Top of Working data

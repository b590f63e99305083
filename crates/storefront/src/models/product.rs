//! Product domain types.

use chrono::{DateTime, Utc};
use serde::{Deserialize, Serialize};

use productstore_core::{Email, Price, ProductId, UserId};

/// Image used when a product is created or updated without one.
pub const DEFAULT_PRODUCT_IMAGE: &str = "/images/placeholder.svg";

/// A product listed by a seller.
#[derive(Debug, Clone, PartialEq, Eq, Serialize, Deserialize)]
#[serde(rename_all = "camelCase")]
pub struct Product {
    pub id: ProductId,
    pub name: String,
    pub description: String,
    pub price: Price,
    pub image: String,
    /// The user who created the product. Only they may change it.
    pub owner_id: UserId,
    pub created_at: DateTime<Utc>,
    pub updated_at: DateTime<Utc>,
}

/// The seller-editable content of a product, already validated.
#[derive(Debug, Clone, PartialEq, Eq)]
pub struct ProductFields {
    pub name: String,
    pub description: String,
    pub price: Price,
    pub image: String,
}

impl Product {
    /// Apply validated field changes, stamping `updated_at`.
    pub fn apply(&mut self, fields: &ProductFields, updated_at: DateTime<Utc>) {
        self.name.clone_from(&fields.name);
        self.description.clone_from(&fields.description);
        self.price = fields.price;
        self.image.clone_from(&fields.image);
        self.updated_at = updated_at;
    }
}

/// Denormalized owner details embedded in catalog listings.
#[derive(Debug, Clone, PartialEq, Eq, Serialize)]
pub struct OwnerSummary {
    pub name: String,
    pub email: Email,
}

/// A product together with its owner summary.
///
/// `owner` is `null` when the owner could not be looked up.
#[derive(Debug, Clone, PartialEq, Eq, Serialize)]
pub struct ProductWithOwner {
    #[serde(flatten)]
    pub product: Product,
    pub owner: Option<OwnerSummary>,
}
//! In-memory document store.
//!
//! Used by tests and when no database is configured. All collections live
//! behind one lock so cross-collection checks (owner exists, unique email)
//! are atomic with the write.

use std::collections::HashMap;

use async_trait::async_trait;
use chrono::{DateTime, Utc};
use tokio::sync::RwLock;

use productstore_core::{ProductId, UserId};

use super::{DocumentStore, RepositoryError};
use crate::models::{Account, Product, ProductFields, SessionRecord, User};

#[derive(Debug, Default)]
struct Collections {
    users: HashMap<UserId, User>,
    /// Insertion order, oldest first.
    products: Vec<Product>,
    sessions: HashMap<String, SessionRecord>,
    accounts: Vec<Account>,
}

impl Collections {
    fn check_new_user(&self, user: &User) -> Result<(), RepositoryError> {
        if self.users.values().any(|u| u.email == user.email) {
            return Err(RepositoryError::Conflict(format!(
                "email already exists: {}",
                user.email
            )));
        }
        if self.users.contains_key(&user.id) {
            return Err(RepositoryError::Conflict(format!(
                "user id already exists: {}",
                user.id
            )));
        }
        Ok(())
    }

    /// `pending_user` is a user being inserted in the same write.
    fn check_new_account(
        &self,
        account: &Account,
        pending_user: Option<UserId>,
    ) -> Result<(), RepositoryError> {
        if pending_user != Some(account.user_id) && !self.users.contains_key(&account.user_id) {
            return Err(RepositoryError::MissingReference(format!(
                "user does not exist: {}",
                account.user_id
            )));
        }
        if self.accounts.iter().any(|a| {
            a.provider == account.provider && a.provider_account_id == account.provider_account_id
        }) {
            return Err(RepositoryError::Conflict(format!(
                "account already linked: {}",
                account.provider
            )));
        }
        Ok(())
    }
}

/// A [`DocumentStore`] backed by process memory.
#[derive(Debug, Default)]
pub struct MemoryStore {
    inner: RwLock<Collections>,
}

impl MemoryStore {
    /// Create an empty store.
    #[must_use]
    pub fn new() -> Self {
        Self::default()
    }
}

#[async_trait]
impl DocumentStore for MemoryStore {
    async fn insert_user(&self, user: &User) -> Result<(), RepositoryError> {
        let mut inner = self.inner.write().await;
        inner.check_new_user(user)?;
        inner.users.insert(user.id, user.clone());
        Ok(())
    }

    async fn insert_user_with_account(
        &self,
        user: &User,
        account: &Account,
    ) -> Result<(), RepositoryError> {
        let mut inner = self.inner.write().await;
        inner.check_new_user(user)?;
        inner.check_new_account(account, Some(user.id))?;
        inner.users.insert(user.id, user.clone());
        inner.accounts.push(account.clone());
        Ok(())
    }

    async fn user_by_email(&self, email: &str) -> Result<Option<User>, RepositoryError> {
        let inner = self.inner.read().await;
        Ok(inner
            .users
            .values()
            .find(|u| u.email.as_str() == email)
            .cloned())
    }

    async fn user_by_id(&self, id: UserId) -> Result<Option<User>, RepositoryError> {
        Ok(self.inner.read().await.users.get(&id).cloned())
    }

    async fn insert_product(&self, product: &Product) -> Result<(), RepositoryError> {
        let mut inner = self.inner.write().await;
        if !inner.users.contains_key(&product.owner_id) {
            return Err(RepositoryError::MissingReference(format!(
                "owner does not exist: {}",
                product.owner_id
            )));
        }
        if inner.products.iter().any(|p| p.id == product.id) {
            return Err(RepositoryError::Conflict(format!(
                "product id already exists: {}",
                product.id
            )));
        }
        inner.products.push(product.clone());
        Ok(())
    }

    async fn products(&self, owner: Option<UserId>) -> Result<Vec<Product>, RepositoryError> {
        let inner = self.inner.read().await;
        let mut products: Vec<Product> = inner
            .products
            .iter()
            .rev()
            .filter(|p| owner.is_none_or(|owner| p.owner_id == owner))
            .cloned()
            .collect();
        // Stable: equal timestamps keep newest-inserted first.
        products.sort_by(|a, b| b.created_at.cmp(&a.created_at));
        Ok(products)
    }

    async fn product_by_id(&self, id: ProductId) -> Result<Option<Product>, RepositoryError> {
        let inner = self.inner.read().await;
        Ok(inner.products.iter().find(|p| p.id == id).cloned())
    }

    async fn update_product(
        &self,
        id: ProductId,
        owner: UserId,
        fields: &ProductFields,
        updated_at: DateTime<Utc>,
    ) -> Result<Option<Product>, RepositoryError> {
        let mut inner = self.inner.write().await;
        let Some(product) = inner
            .products
            .iter_mut()
            .find(|p| p.id == id && p.owner_id == owner)
        else {
            return Ok(None);
        };
        product.apply(fields, updated_at);
        Ok(Some(product.clone()))
    }

    async fn delete_product(&self, id: ProductId, owner: UserId) -> Result<bool, RepositoryError> {
        let mut inner = self.inner.write().await;
        let before = inner.products.len();
        inner
            .products
            .retain(|p| !(p.id == id && p.owner_id == owner));
        Ok(inner.products.len() < before)
    }

    async fn insert_session(&self, session: &SessionRecord) -> Result<(), RepositoryError> {
        let mut inner = self.inner.write().await;
        if let Some(user_id) = session.user_id
            && !inner.users.contains_key(&user_id)
        {
            return Err(RepositoryError::MissingReference(format!(
                "user does not exist: {user_id}"
            )));
        }
        if inner.sessions.contains_key(&session.session_token) {
            return Err(RepositoryError::Conflict(
                "session token already exists".to_string(),
            ));
        }
        inner
            .sessions
            .insert(session.session_token.clone(), session.clone());
        Ok(())
    }

    async fn session_by_token(&self, token: &str) -> Result<Option<SessionRecord>, RepositoryError> {
        Ok(self.inner.read().await.sessions.get(token).cloned())
    }

    async fn update_session(
        &self,
        token: &str,
        user_id: Option<UserId>,
        data: &serde_json::Value,
        expires: DateTime<Utc>,
        updated_at: DateTime<Utc>,
    ) -> Result<bool, RepositoryError> {
        let mut inner = self.inner.write().await;
        if let Some(user_id) = user_id
            && !inner.users.contains_key(&user_id)
        {
            return Err(RepositoryError::MissingReference(format!(
                "user does not exist: {user_id}"
            )));
        }
        let Some(session) = inner.sessions.get_mut(token) else {
            return Ok(false);
        };
        session.user_id = user_id;
        session.data = data.clone();
        session.expires = expires;
        session.updated_at = updated_at;
        Ok(true)
    }

    async fn delete_session(&self, token: &str) -> Result<bool, RepositoryError> {
        Ok(self.inner.write().await.sessions.remove(token).is_some())
    }

    async fn insert_account(&self, account: &Account) -> Result<(), RepositoryError> {
        let mut inner = self.inner.write().await;
        inner.check_new_account(account, None)?;
        inner.accounts.push(account.clone());
        Ok(())
    }

    async fn account_by_provider(
        &self,
        provider: &str,
        provider_account_id: &str,
    ) -> Result<Option<Account>, RepositoryError> {
        let inner = self.inner.read().await;
        Ok(inner
            .accounts
            .iter()
            .find(|a| a.provider == provider && a.provider_account_id == provider_account_id)
            .cloned())
    }

    async fn delete_accounts_by_user(&self, user_id: UserId) -> Result<u64, RepositoryError> {
        let mut inner = self.inner.write().await;
        let before = inner.accounts.len();
        inner.accounts.retain(|a| a.user_id != user_id);
        Ok(u64::try_from(before - inner.accounts.len()).unwrap_or(u64::MAX))
    }

    async fn ping(&self) -> Result<(), RepositoryError> {
        Ok(())
    }
}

Bottom of Working data

- Goal of the exercise -
Find each line in the records above that contains "inserted", and copy it.

- Reply to the task -
    /// `pending_user` is a user being inserted in the same write.
        // Stable: equal timestamps keep newest-inserted first.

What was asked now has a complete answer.